-- Assignment --
The expected answer is every line of the material, reproduced exactly.

-- Dataset --
********

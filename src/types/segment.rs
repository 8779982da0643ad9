//! A node's own contribution to a pipeline description.

use std::borrow::Cow;
use std::fmt;

/// Stage the compiler inserts after a source to demultiplex or detect its format.
#[derive(Debug, Clone, PartialEq, Eq)]
pub enum FormatStage {
  /// A specific container format (e.g. `mp4`).
  Container(String),
  /// Automatic detection; `typefind` adds an explicit type-finding element.
  Detect { typefind: bool },
}

/// Buffering or size-limiting clause carried by a segment.
#[derive(Debug, Clone, Copy, PartialEq, Eq)]
pub enum SizeLimit {
  /// `blocksize=<bytes>` on the segment's first element.
  Blocksize(u64),
  /// A leading `queue max-size-bytes=<bytes>` element.
  Queue(u64),
}

/// Structured segment: elements in order plus what the compiler may adjust.
#[derive(Debug, Clone, PartialEq, Eq)]
pub struct Segment {
  pub elements: Vec<String>,
  pub format: Option<FormatStage>,
  pub size_limit: Option<SizeLimit>,
}

impl Segment {
  pub fn new(elements: Vec<String>) -> Self {
    Self {
      elements,
      format: None,
      size_limit: None,
    }
  }

  pub fn with_format(mut self, format: FormatStage) -> Self {
    self.format = Some(format);
    self
  }

  pub fn with_size_limit(mut self, limit: SizeLimit) -> Self {
    self.size_limit = Some(limit);
    self
  }

  /// Renders the segment text, with or without its size-limiting clause.
  pub fn render(&self, apply_size_limit: bool) -> String {
    let mut parts: Vec<String> = Vec::with_capacity(self.elements.len() + 1);
    match self.size_limit.filter(|_| apply_size_limit) {
      Some(SizeLimit::Queue(bytes)) => {
        parts.push(format!("queue max-size-bytes={}", bytes));
        parts.extend(self.elements.iter().cloned());
      }
      Some(SizeLimit::Blocksize(bytes)) => {
        let mut elements = self.elements.iter().cloned();
        if let Some(first) = elements.next() {
          parts.push(format!("{} blocksize={}", first, bytes));
        }
        parts.extend(elements);
      }
      None => parts.extend(self.elements.iter().cloned()),
    }
    parts.join(" ! ")
  }
}

impl fmt::Display for Segment {
  fn fmt(&self, f: &mut fmt::Formatter<'_>) -> fmt::Result {
    f.write_str(&self.render(true))
  }
}

/// Quotes a property value when the pipeline parser would otherwise split it.
pub fn quote_value(value: &str) -> Cow<'_, str> {
  if value.is_empty() || value.contains(|c: char| c.is_whitespace() || c == '"' || c == '!') {
    Cow::Owned(format!(
      "\"{}\"",
      value.replace('\\', "\\\\").replace('"', "\\\"")
    ))
  } else {
    Cow::Borrowed(value)
  }
}
//! Ports and the connection compatibility rule.

use std::fmt;

use serde::{Deserialize, Serialize};

use super::DataType;

/// Direction of a port relative to its node.
#[derive(Debug, Clone, Copy, PartialEq, Eq, Hash, Serialize, Deserialize)]
#[serde(rename_all = "lowercase")]
pub enum PortDirection {
  Input,
  Output,
}

impl fmt::Display for PortDirection {
  fn fmt(&self, f: &mut fmt::Formatter<'_>) -> fmt::Result {
    match self {
      PortDirection::Input => write!(f, "input"),
      PortDirection::Output => write!(f, "output"),
    }
  }
}

/// A typed attachment point on a node.
#[derive(Debug, Clone, Copy, PartialEq, Eq)]
pub struct Port {
  pub direction: PortDirection,
  pub index: usize,
  pub data_type: DataType,
}

impl Port {
  pub fn input(index: usize, data_type: DataType) -> Self {
    Self {
      direction: PortDirection::Input,
      index,
      data_type,
    }
  }

  pub fn output(index: usize, data_type: DataType) -> Self {
    Self {
      direction: PortDirection::Output,
      index,
      data_type,
    }
  }
}

/// Returns true if `output` may feed `input`.
///
/// This is the only check gating edge insertion.
pub fn compatible(output: &Port, input: &Port) -> bool {
  output.direction == PortDirection::Output
    && input.direction == PortDirection::Input
    && output.data_type.id == input.data_type.id
}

********

-- Solution to this exercise --
filename src/types/segment.rs
repository 8779982da0643ad9
//! A node's own contribution to a pipeline description.

use std::borrow::Cow;
use std::fmt;

/// Stage the compiler inserts after a source to demultiplex or detect its format.
#[derive(Debug, Clone, PartialEq, Eq)]
pub enum FormatStage {
  /// A specific container format (e.g. `mp4`).
  Container(String),
  /// Automatic detection; `typefind` adds an explicit type-finding element.
  Detect { typefind: bool },
}

/// Buffering or size-limiting clause carried by a segment.
#[derive(Debug, Clone, Copy, PartialEq, Eq)]
pub enum SizeLimit {
  /// `blocksize=<bytes>` on the segment's first element.
  Blocksize(u64),
  /// A leading `queue max-size-bytes=<bytes>` element.
  Queue(u64),
}

/// Structured segment: elements in order plus what the compiler may adjust.
#[derive(Debug, Clone, PartialEq, Eq)]
pub struct Segment {
  pub elements: Vec<String>,
  pub format: Option<FormatStage>,
  pub size_limit: Option<SizeLimit>,
}

impl Segment {
  pub fn new(elements: Vec<String>) -> Self {
    Self {
      elements,
      format: None,
      size_limit: None,
    }
  }

  pub fn with_format(mut self, format: FormatStage) -> Self {
    self.format = Some(format);
    self
  }

  pub fn with_size_limit(mut self, limit: SizeLimit) -> Self {
    self.size_limit = Some(limit);
    self
  }

  /// Renders the segment text, with or without its size-limiting clause.
  pub fn render(&self, apply_size_limit: bool) -> String {
    let mut parts: Vec<String> = Vec::with_capacity(self.elements.len() + 1);
    match self.size_limit.filter(|_| apply_size_limit) {
      Some(SizeLimit::Queue(bytes)) => {
        parts.push(format!("queue max-size-bytes={}", bytes));
        parts.extend(self.elements.iter().cloned());
      }
      Some(SizeLimit::Blocksize(bytes)) => {
        let mut elements = self.elements.iter().cloned();
        if let Some(first) = elements.next() {
          parts.push(format!("{} blocksize={}", first, bytes));
        }
        parts.extend(elements);
      }
      None => parts.extend(self.elements.iter().cloned()),
    }
    parts.join(" ! ")
  }
}

impl fmt::Display for Segment {
  fn fmt(&self, f: &mut fmt::Formatter<'_>) -> fmt::Result {
    f.write_str(&self.render(true))
  }
}

/// Quotes a property value when the pipeline parser would otherwise split it.
pub fn quote_value(value: &str) -> Cow<'_, str> {
  if value.is_empty() || value.contains(|c: char| c.is_whitespace() || c == '"' || c == '!') {
    Cow::Owned(format!(
      "\"{}\"",
      value.replace('\\', "\\\\").replace('"', "\\\"")
    ))
  } else {
    Cow::Borrowed(value)
  }
}
//! Ports and the connection compatibility rule.

use std::fmt;

use serde::{Deserialize, Serialize};

use super::DataType;

/// Direction of a port relative to its node.
#[derive(Debug, Clone, Copy, PartialEq, Eq, Hash, Serialize, Deserialize)]
#[serde(rename_all = "lowercase")]
pub enum PortDirection {
  Input,
  Output,
}

impl fmt::Display for PortDirection {
  fn fmt(&self, f: &mut fmt::Formatter<'_>) -> fmt::Result {
    match self {
      PortDirection::Input => write!(f, "input"),
      PortDirection::Output => write!(f, "output"),
    }
  }
}

/// A typed attachment point on a node.
#[derive(Debug, Clone, Copy, PartialEq, Eq)]
pub struct Port {
  pub direction: PortDirection,
  pub index: usize,
  pub data_type: DataType,
}

impl Port {
  pub fn input(index: usize, data_type: DataType) -> Self {
    Self {
      direction: PortDirection::Input,
      index,
      data_type,
    }
  }

  pub fn output(index: usize, data_type: DataType) -> Self {
    Self {
      direction: PortDirection::Output,
      index,
      data_type,
    }
  }
}

/// Returns true if `output` may feed `input`.
///
/// This is the only check gating edge insertion.
pub fn compatible(output: &Port, input: &Port) -> bool {
  output.direction == PortDirection::Output
    && input.direction == PortDirection::Input
    && output.data_type.id == input.data_type.id
}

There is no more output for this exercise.